Long standing BBC favourite, The News will no longer be shown on BBC1 or it's sister channels BBC2, BBC3, BBC4 and BBC News.
The current affairs program which stars George Alagiah and Fiona Bruce has been a regular fixture on the channel since it first started broadcasting in 1948.
The BBC made the announcement today saying it would free up funds for new shows and help make the special effects on Doctor Who look more realistic and not like they were done by a 14 year old on a Commodore Amiga.
'After 62 years and not one repeat, it's time to say farewell to the News and say hello to New ideas,' said a beeb spokesman, who added, 'we are extremely proud to have broadcast the News for so long, but at a time when the channel is undergoing a period of cost cutting and looking for new vehicles to display the talents of John Barrowman, we felt it was time to part company.'
The BBC's deal with Public Service Broadcasting PLC will end next autumn, after which the News will be broadcast on UK digital channel, Sexy Chat and Date.
The annoying dating network will now broadcast the news via a badly taken mobile phone picture of Jeremy Paxman, accompanied by bland synthesised music and delivered on the bottom of the screen in badly spelt text speak.
The News has been a huge success for the BBC over the years.
The series was based around a collection of short stories that were made up each day by a team of scriptwriters and then read out by a cast of men, women and Moira Stewart.
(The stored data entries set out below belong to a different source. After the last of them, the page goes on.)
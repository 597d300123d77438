//! Hooks an editor uses to reshape scene objects between trace passes.

use crate::geometry::{Circle, Polygon, Segment, Vector};

/// A drag on one of an object's handles, with the point it was dragged to.
#[derive(Clone, Copy, Debug, PartialEq)]
pub enum Morph {
    /// The body: moves the object so that its anchor lands on the point.
    MoveTo(Vector),
    /// The rotation knob: turns the object to face the point.
    Rotate(Vector),
    /// The far end (or corner): stretches the object up to the point.
    Resize(Vector),
    /// The near end: moves it, leaving the far end in place.
    ResizeStart(Vector),
    /// A polygon's `i`th vertex.
    Vertex(usize, Vector),
}

/// Something an editor can drag around.
///
/// None of these methods retrace anything: the caller has to run a new pass afterwards.
pub trait Editable {
    /// The point [`Morph::MoveTo`] moves.
    fn anchor(&self) -> Vector;

    fn translate(&mut self, by: Vector);

    /// Applies a drag. Handles this object doesn't have are ignored.
    fn morph(&mut self, morph: &Morph);

    /// A copy of this object, moved by `offset`.
    #[must_use]
    fn duplicate(&self, offset: Vector) -> Self
    where
        Self: Sized + Clone,
    {
        let mut copy = self.clone();
        copy.translate(offset);
        copy
    }

    /// Applies [`Morph::MoveTo`] through `translate`.
    #[inline]
    fn move_to(&mut self, pt: Vector) {
        let by = pt - self.anchor();
        self.translate(by);
    }
}

impl<T: Editable + ?Sized> Editable for Box<T> {
    #[inline]
    fn anchor(&self) -> Vector {
        self.as_ref().anchor()
    }

    #[inline]
    fn translate(&mut self, by: Vector) {
        self.as_mut().translate(by)
    }

    #[inline]
    fn morph(&mut self, morph: &Morph) {
        self.as_mut().morph(morph)
    }
}

impl Editable for Segment {
    #[inline]
    fn anchor(&self) -> Vector {
        self.start
    }

    #[inline]
    fn translate(&mut self, by: Vector) {
        Segment::translate(self, by)
    }

    fn morph(&mut self, morph: &Morph) {
        match *morph {
            Morph::MoveTo(pt) => self.move_to(pt),
            Morph::Rotate(pt) => self.aim(pt),
            Morph::Resize(pt) | Morph::Vertex(1, pt) => self.set_end(pt),
            Morph::ResizeStart(pt) | Morph::Vertex(0, pt) => self.set_start(pt),
            Morph::Vertex(..) => {}
        }
    }
}

impl Editable for Circle {
    #[inline]
    fn anchor(&self) -> Vector {
        self.center
    }

    #[inline]
    fn translate(&mut self, by: Vector) {
        self.center += by;
    }

    fn morph(&mut self, morph: &Morph) {
        match *morph {
            Morph::MoveTo(pt) => self.move_to(pt),
            Morph::Resize(pt) => self.radius = (pt - self.center).norm(),
            _ => {}
        }
    }
}

impl Editable for Polygon {
    #[inline]
    fn anchor(&self) -> Vector {
        self.centroid()
    }

    #[inline]
    fn translate(&mut self, by: Vector) {
        Polygon::translate(self, by)
    }

    fn morph(&mut self, morph: &Morph) {
        match *morph {
            Morph::MoveTo(pt) => self.move_to(pt),
            Morph::Vertex(i, pt) => self.set_vertex(i, pt),
            _ => {}
        }
    }
}
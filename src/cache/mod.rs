//! Cache module - Keyed reuse of concatenated artifacts
//!
//! Provides:
//! - Cache entries (cat.txt + meta.json per key)
//! - Cache metadata and validity checks

pub mod meta;
pub mod store;
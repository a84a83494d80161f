//! Path normalization utilities
//!
//! Result paths use '/' as separator and are relative to root when possible.

use std::path::{Path, PathBuf};

/// Normalize a path to use '/' as separator (for cross-platform consistency)
pub fn normalize_path(path: &Path) -> String {
    path.to_string_lossy().replace('\\', "/")
}

/// Make a path relative to the root directory
pub fn make_relative(path: &Path, root: &Path) -> Option<String> {
    path.strip_prefix(root).ok().map(normalize_path)
}

/// Relative path when under root, otherwise the normalized absolute path
pub fn display_path(path: &Path, root: &Path) -> String {
    make_relative(path, root).unwrap_or_else(|| normalize_path(path))
}

/// Resolve a user-supplied path against root unless it is already absolute
pub fn resolve_against(root: &Path, path: &Path) -> PathBuf {
    if path.is_absolute() {
        path.to_path_buf()
    } else {
        root.join(path)
    }
}

/// Whether a file name carries the given extension (case-insensitive, no dot)
pub fn has_extension(name: &str, extension: &str) -> bool {
    let suffix_len = extension.len() + 1;
    if name.len() < suffix_len || !name.is_char_boundary(name.len() - suffix_len) {
        return false;
    }
    let suffix = &name[name.len() - suffix_len..];
    suffix.starts_with('.') && suffix[1..].eq_ignore_ascii_case(extension)
}
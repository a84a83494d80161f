//! Engine configuration

use serde::{Deserialize, Serialize};

use crate::core::util::hash_bytes;

/// Canonical extension of LaTeX sources (without the dot)
pub const TEX_EXTENSION: &str = "tex";

/// Base name of the conventional entry document
pub const DEFAULT_ENTRY_NAME: &str = "main";

/// Literal whose presence marks a file as a document body
pub const DOCUMENT_START_MARKER: &str = r"\begin{document}";

/// Conventional file name of the concatenated artifact
pub const DEFAULT_ARTIFACT_NAME: &str = "cat.txt";

/// Knobs for root selection, resolution and emission
#[derive(Debug, Clone, PartialEq, Eq, Serialize, Deserialize)]
pub struct TexConfig {
    /// Canonical extension, compared case-insensitively
    pub extension: String,

    /// Entry-point base name, compared case-insensitively
    pub entry_name: String,

    pub document_marker: String,

    pub artifact_name: String,
}

impl Default for TexConfig {
    fn default() -> Self {
        Self {
            extension: TEX_EXTENSION.to_string(),
            entry_name: DEFAULT_ENTRY_NAME.to_string(),
            document_marker: DOCUMENT_START_MARKER.to_string(),
            artifact_name: DEFAULT_ARTIFACT_NAME.to_string(),
        }
    }
}

impl TexConfig {
    /// Override the entry-point base name
    pub fn with_entry_name(mut self, entry_name: impl Into<String>) -> Self {
        self.entry_name = entry_name.into();
        self
    }

    /// Full file name of the conventional entry document, e.g. `main.tex`
    pub fn entry_file_name(&self) -> String {
        format!("{}.{}", self.entry_name, self.extension)
    }

    /// Hash of the serialized policy; cache entries built under another
    /// policy are stale
    pub fn policy_hash(&self) -> String {
        let serialized = serde_json::to_vec(self).unwrap_or_default();
        hash_bytes(&serialized)
    }
}
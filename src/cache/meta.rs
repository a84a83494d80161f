//! Cache metadata management

use chrono::{DateTime, Utc};
use serde::{Deserialize, Serialize};

/// Cache format version
pub const CACHE_VERSION: &str = "1";

/// Metadata stored next to a cached artifact as `meta.json`
#[derive(Debug, Clone, PartialEq, Serialize, Deserialize)]
pub struct CacheMeta {
    pub cache_version: String,

    /// Caller-supplied identifier of the source tree
    pub key: String,

    /// Directory the source tree was read from
    pub root: String,

    /// Entry document the walk started from
    pub root_document: String,

    /// Concatenated files in include order
    pub files: Vec<String>,

    /// Hash of the engine policy the artifact was produced under
    pub policy_hash: String,

    /// XXH3 of the artifact bytes
    pub hash: String,

    pub bytes: u64,

    pub generated_at: DateTime<Utc>,
}

impl CacheMeta {
    pub fn is_current(&self, policy_hash: &str) -> bool {
        self.cache_version == CACHE_VERSION && self.policy_hash == policy_hash
    }
}
//! Diagnostic logging setup
//!
//! Logs always go to stderr so stdout stays machine-readable.

use tracing::Level;
use tracing_subscriber::EnvFilter;

/// Map the global verbosity flags to a log level
pub fn level_for(quiet: bool, verbose: bool) -> Level {
    if quiet {
        Level::ERROR
    } else if verbose {
        Level::DEBUG
    } else {
        Level::WARN
    }
}

/// Install the global subscriber. `RUST_LOG` takes precedence when set.
pub fn init(quiet: bool, verbose: bool) {
    let level = level_for(quiet, verbose);
    let filter = EnvFilter::try_from_default_env()
        .unwrap_or_else(|_| EnvFilter::new(format!("texcat={}", level.as_str().to_lowercase())));

    let _ = tracing_subscriber::fmt()
        .with_env_filter(filter)
        .with_writer(std::io::stderr)
        .with_target(false)
        .without_time()
        .try_init();
}
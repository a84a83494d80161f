//! Lenient text reading
//!
//! Source trees come from arbitrary authors and editors, so content is decoded
//! as UTF-8 with invalid sequences replaced. I/O failures are still errors.

use std::fs;
use std::path::Path;

use crate::core::error::{TexError, TexResult};

/// Result of reading a file as text
#[derive(Debug, Clone)]
pub struct TextRead {
    /// Decoded content
    pub content: String,

    /// Whether lossy conversion replaced invalid bytes
    pub lossy: bool,

    /// Size on disk in bytes
    pub size: u64,
}

/// Decode bytes as UTF-8, replacing invalid sequences
pub fn decode_lossy(bytes: Vec<u8>) -> (String, bool) {
    match String::from_utf8(bytes) {
        Ok(content) => (content, false),
        Err(err) => {
            let bytes = err.into_bytes();
            (String::from_utf8_lossy(&bytes).into_owned(), true)
        }
    }
}

/// Read the whole file, decoding leniently
pub fn read_text_lossy(path: &Path) -> TexResult<TextRead> {
    let bytes = fs::read(path).map_err(|e| TexError::read(path, e))?;
    let size = bytes.len() as u64;
    let (content, lossy) = decode_lossy(bytes);

    if lossy {
        tracing::warn!(
            path = %path.display(),
            "lossy UTF-8 conversion applied (invalid bytes replaced)"
        );
    }

    Ok(TextRead {
        content,
        lossy,
        size,
    })
}
//! LaTeX include engine
//!
//! Provides:
//! - root: entry document selection
//! - directives: `\input`/`\include` extraction
//! - resolve: reference to file resolution
//! - walk: cycle-safe include order traversal
//! - emit: delimited concatenation output
//! - api: command handlers

pub mod api;
pub mod config;
pub mod directives;
pub mod emit;
pub mod resolve;
pub mod root;
pub mod walk;
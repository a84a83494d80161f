//! Entry document selection
//!
//! Source trees arrive in every shape imaginable, so the entry document is
//! picked by a tiered policy: the conventional `main.tex` name first, then the
//! first file holding `\begin{document}`, then whatever candidate came first.
//!
//! Enumeration visits the files of a directory (sorted by name) before
//! descending into its subdirectories (also sorted by name). This keeps the
//! order deterministic for a given tree, independent of the filesystem's own
//! directory ordering.
//!
//! A subdirectory that cannot be listed is skipped with a warning; only an
//! unreadable top-level directory fails the selection.

use serde::{Deserialize, Serialize};
use std::cmp::Ordering;
use std::path::{Path, PathBuf};
use walkdir::{DirEntry, WalkDir};

use crate::core::error::{TexError, TexResult};
use crate::core::file_reader::read_text_lossy;
use crate::core::model::Confidence;
use crate::core::paths::has_extension;
use crate::tex::config::TexConfig;

/// Which tier of the policy produced the selection
#[derive(Debug, Clone, Copy, PartialEq, Eq, Serialize, Deserialize)]
#[serde(rename_all = "snake_case")]
pub enum SelectionTier {
    /// Base name matched the conventional entry name
    EntryName,
    /// Content contained the document-start marker
    DocumentMarker,
    /// First enumerated candidate
    Fallback,
}

impl SelectionTier {
    pub fn as_str(&self) -> &'static str {
        match self {
            SelectionTier::EntryName => "entry_name",
            SelectionTier::DocumentMarker => "document_marker",
            SelectionTier::Fallback => "fallback",
        }
    }

    pub fn confidence(&self) -> Confidence {
        match self {
            SelectionTier::EntryName => Confidence::High,
            SelectionTier::DocumentMarker => Confidence::Medium,
            SelectionTier::Fallback => Confidence::Low,
        }
    }
}

/// The chosen entry document
#[derive(Debug, Clone, PartialEq, Eq)]
pub struct RootSelection {
    pub path: PathBuf,
    pub tier: SelectionTier,
    /// Size of the candidate set the choice was made from
    pub candidates: usize,
}

/// Files of a directory before its subdirectories, each group by name
fn files_first(a: &DirEntry, b: &DirEntry) -> Ordering {
    a.file_type()
        .is_dir()
        .cmp(&b.file_type().is_dir())
        .then_with(|| a.file_name().cmp(b.file_name()))
}

fn is_regular_file(entry: &DirEntry) -> bool {
    entry.file_type().is_file() || (entry.path_is_symlink() && entry.path().is_file())
}

/// File name for matching; names that are not valid UTF-8 still match on
/// their lossy form
fn file_name_of(entry: &DirEntry) -> String {
    entry.file_name().to_string_lossy().into_owned()
}

/// Recursively enumerate every file carrying the canonical extension
pub fn collect_candidates(dir: &Path, config: &TexConfig) -> TexResult<Vec<PathBuf>> {
    if !dir.is_dir() {
        return Err(TexError::MissingDirectory(dir.to_path_buf()));
    }

    let mut candidates = Vec::new();
    for entry in WalkDir::new(dir).sort_by(files_first) {
        let entry = match entry {
            Ok(entry) => entry,
            Err(err) if err.depth() > 0 => {
                tracing::warn!(error = %err, "skipping unreadable entry");
                continue;
            }
            Err(err) => return Err(err.into()),
        };
        if !is_regular_file(&entry) {
            continue;
        }
        if has_extension(&file_name_of(&entry), &config.extension) {
            candidates.push(entry.into_path());
        }
    }

    Ok(candidates)
}

/// Pick the entry document under `dir`; `Ok(None)` when no candidate exists
pub fn select_root(dir: &Path, config: &TexConfig) -> TexResult<Option<RootSelection>> {
    let candidates = collect_candidates(dir, config)?;
    let total = candidates.len();
    tracing::debug!(dir = %dir.display(), candidates = total, "enumerated candidates");

    let entry_file_name = config.entry_file_name();
    let conventional = candidates.iter().find(|path| {
        path.file_name()
            .map(|name| name.to_string_lossy().eq_ignore_ascii_case(&entry_file_name))
            .unwrap_or(false)
    });
    if let Some(path) = conventional {
        return Ok(Some(RootSelection {
            path: path.clone(),
            tier: SelectionTier::EntryName,
            candidates: total,
        }));
    }

    for path in &candidates {
        let text = read_text_lossy(path)?;
        if text.content.contains(&config.document_marker) {
            return Ok(Some(RootSelection {
                path: path.clone(),
                tier: SelectionTier::DocumentMarker,
                candidates: total,
            }));
        }
    }

    Ok(candidates.into_iter().next().map(|path| RootSelection {
        path,
        tier: SelectionTier::Fallback,
        candidates: total,
    }))
}

/// Like [`select_root`] but treats an empty candidate set as an error
pub fn require_root(dir: &Path, config: &TexConfig) -> TexResult<RootSelection> {
    select_root(dir, config)?.ok_or_else(|| TexError::NoEntryDocument(dir.to_path_buf()))
}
As the years went by the show charted the daily adventures of people from all walks of life and made stars of members of the public like Tony Blair, Lord Lucan and Tibbles the cat who got stuck in the back of a removal van and ended up 200 miles from home.
However, viewing figures began to decline after the show started to become predictable.
'There are only so many stories that can be written about wars in Iraq, starving people in Africa or John Terry chasing skirt,' Thompson told us. 'Everyone knows what's going to happen in the end. The scriptwriters were getting desperate for new ideas so they made up far-fetched stories about 250,000 people being killed in an earthquake. That really was the last straw. Who on earth is going to believe that kind of sci-fi nonsense is actually real?'
Last year it was also announced that The Weather, another long-serving BBC programme, would also come to an end at the end of 2010.
After years of getting the forecasts completely wrong, the BBC thought it was only fair to give someone else a chance.
So it will now be the responsibility of the spirit world to give daily updates on SuperPsychic TV.